I don't care that the latest trend in human resources allows for more inter-office romance. As long as the company gets its pound of flesh—a full days work—why would management give a rip if their employees found love, happiness, excitement, or downright gut-wrenching emotional pain down the street, or in the cube down the hall?

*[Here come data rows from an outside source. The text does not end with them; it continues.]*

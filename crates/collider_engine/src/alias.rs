//! Alternate ability names.
//!
//! Some abilities share a display name with another ability, so the host
//! registry cannot tell them apart by name. These names map to one canonical
//! identifier the registry does know. The mapping is applied once; a
//! canonical name is never looked up again.

use crate::registry::AbilityRegistry;

/// `(name as written, canonical identifier)` pairs.
pub const ALIASES: &[(&str, &str)] = &[
    ("FireBlast", "FireBlast"),
    ("FireBlastCharged", "FireBlastCharged"),
    ("ChargedFireBlast", "FireBlastCharged"),
    ("CFB", "FireBlastCharged"),
    ("IceSpikeBlast", "IceSpikeBlast"),
    ("IceSpike", "IceSpikePillar"),
    ("WaterSpout", "WaterSpout"),
    ("WaterWave", "WaterSpoutWave"),
    ("WaterSpoutWave", "WaterSpoutWave"),
    ("Torrent", "Torrent"),
    ("TorrentWave", "TorrentWave"),
    ("TorrentRing", "TorrentWave"),
    ("Surge", "SurgeWave"),
    ("SurgeWave", "SurgeWave"),
    ("SurgeWall", "SurgeWall"),
    ("SurgeShield", "SurgeWall"),
];

/// Returns the canonical identifier for `name`.
///
/// Names outside the alias table pass through unchanged.
#[must_use]
pub fn canonical_name(name: &str) -> &str {
    ALIASES
        .iter()
        .find(|(alias, _)| *alias == name)
        .map_or(name, |&(_, canonical)| canonical)
}

/// Resolves an ability name through the alias table and then the registry.
pub fn resolve<R>(registry: &R, name: &str) -> Option<R::Handle>
where
    R: AbilityRegistry + ?Sized,
{
    registry.resolve(canonical_name(name))
}
//! Single-pass resolution of parsed statements into rule operations.
//!
//! Statements are applied in source order against one group table. A
//! `$group` reference only sees groups bound by earlier statements, and a
//! later declaration with the same name replaces the earlier binding for
//! everything after it.
//!
//! A collision declaration expands both sides to ability lists and applies
//! its operator to every pair in their Cartesian product, left-major. Pairs
//! are not deduplicated. An operand that cannot be resolved is logged and
//! contributes no abilities; it never stops the pass.

use collider_foundation::Error;
use collider_language::{
    CollisionDeclaration, CollisionEffect, GroupDeclaration, Operand, Statement,
};
use im::Vector;
use tracing::{info, warn};

use crate::alias;
use crate::collision::Collision;
use crate::group::GroupTable;
use crate::loader::LoadReport;
use crate::registry::{AbilityRegistry, CollisionRegistry};

/// Applies statements to a rule registry.
pub struct Resolver<'a, A: AbilityRegistry, C> {
    /// Ability lookup.
    abilities: &'a A,
    /// Receives rule operations.
    collisions: &'a mut C,
    /// Groups bound so far in this pass.
    groups: GroupTable<A::Handle>,
    /// Log every binding and rule operation.
    verbose: bool,
    /// Counters for this pass.
    report: LoadReport,
}

impl<'a, A, C> Resolver<'a, A, C>
where
    A: AbilityRegistry,
    C: CollisionRegistry<A::Handle>,
{
    /// Creates a resolver with an empty group table.
    #[must_use]
    pub fn new(abilities: &'a A, collisions: &'a mut C) -> Self {
        Self {
            abilities,
            collisions,
            groups: GroupTable::new(),
            verbose: false,
            report: LoadReport::default(),
        }
    }

    /// Builder method to enable/disable verbose logging.
    #[must_use]
    pub fn with_verbose(mut self, verbose: bool) -> Self {
        self.verbose = verbose;
        self
    }

    /// Applies statements in order.
    pub fn apply_all(&mut self, statements: &[Statement]) {
        for statement in statements {
            self.apply(statement);
        }
    }

    /// Applies one statement.
    pub fn apply(&mut self, statement: &Statement) {
        match statement {
            Statement::Empty => {}
            Statement::Group(decl) => {
                self.report.statements += 1;
                self.bind_group(decl);
            }
            Statement::Collision(decl) => {
                self.report.statements += 1;
                self.apply_collision(decl);
            }
        }
    }

    /// Returns the groups bound so far.
    #[must_use]
    pub fn groups(&self) -> &GroupTable<A::Handle> {
        &self.groups
    }

    /// Returns the counters so far.
    #[must_use]
    pub fn report(&self) -> &LoadReport {
        &self.report
    }

    /// Ends the pass, discarding the group table.
    #[must_use]
    pub fn finish(self) -> LoadReport {
        self.report
    }

    fn bind_group(&mut self, decl: &GroupDeclaration) {
        if decl.name.is_empty() {
            // Operands of a nameless group are never evaluated
            warn!(
                line = decl.span.line,
                "group declared with an empty name on line {}, binding it to no abilities",
                decl.span.line
            );
            self.report.warnings += 1;
            self.groups.bind("", Vector::new());
            self.report.groups_bound += 1;
            return;
        }

        let mut members = Vector::new();
        for operand in &decl.operands {
            members.append(self.resolve_operand(operand));
        }

        if self.verbose {
            info!(
                line = decl.span.line,
                "Bound group '{}' to {} abilities",
                decl.name,
                members.len()
            );
        }
        self.groups.bind(decl.name.clone(), members);
        self.report.groups_bound += 1;
    }

    fn apply_collision(&mut self, decl: &CollisionDeclaration) {
        let left = self.resolve_operand(&decl.left);
        let right = self.resolve_operand(&decl.right);
        let effect = decl.operator.effect();

        for first in &left {
            for second in &right {
                self.apply_pair(first, second, effect);
            }
        }
    }

    fn apply_pair(&mut self, first: &A::Handle, second: &A::Handle, effect: CollisionEffect) {
        match effect {
            CollisionEffect::Remove => {
                self.collisions.remove_between(first, second);
                self.report.removals += 1;
                if self.verbose {
                    info!("Removing collision between: {first} and {second}");
                }
            }
            CollisionEffect::Register {
                remove_first,
                remove_second,
            } => {
                self.collisions.register(Collision::new(
                    first.clone(),
                    second.clone(),
                    remove_first,
                    remove_second,
                ));
                self.report.registrations += 1;
                if self.verbose {
                    info!(
                        "Registering collision between: {first} and {second} RemoveFirst: {remove_first} RemoveSecond: {remove_second}"
                    );
                }
            }
        }
    }

    /// Resolves an operand to its abilities, logging anything unknown.
    fn resolve_operand(&mut self, operand: &Operand) -> Vector<A::Handle> {
        let line = operand.line();
        if operand.is_group_reference {
            if let Some(members) = self.groups.get(&operand.literal) {
                return members.clone();
            }
            let err = Error::unknown_group(operand.literal.as_str(), line);
            warn!(line, "{err}");
        } else {
            if let Some(handle) = alias::resolve(self.abilities, &operand.literal) {
                return Vector::unit(handle);
            }
            let err = Error::unknown_ability(operand.literal.as_str(), line);
            warn!(line, "{err}");
        }
        self.report.warnings += 1;
        Vector::new()
    }
}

I don't care what Anne Coulter says, although her comments on Donny Deutsch's show reminded me how snotty, demeaning, degrading, divisive, objectionable, and wrong she usually is. If Ms. Coulter had been the CEO of a company, her board would have fired her before she left the TV studio.


I don't care that Scott Clark's lawyer thinks Scott is "a fine young man who made a horrible mistake." You may recall Scott was the drunken lad who ripped the head off of a live duck in the pond at the Embassy Suites hotel in St. Paul. We hear Scott someday wants to have a career. Just how much distance is there between being a duck head ripper-offer and a fine young man? Enough to eliminate Scott from our prospective employee roster. His lawyer thinks he's swell; maybe he'll hire him.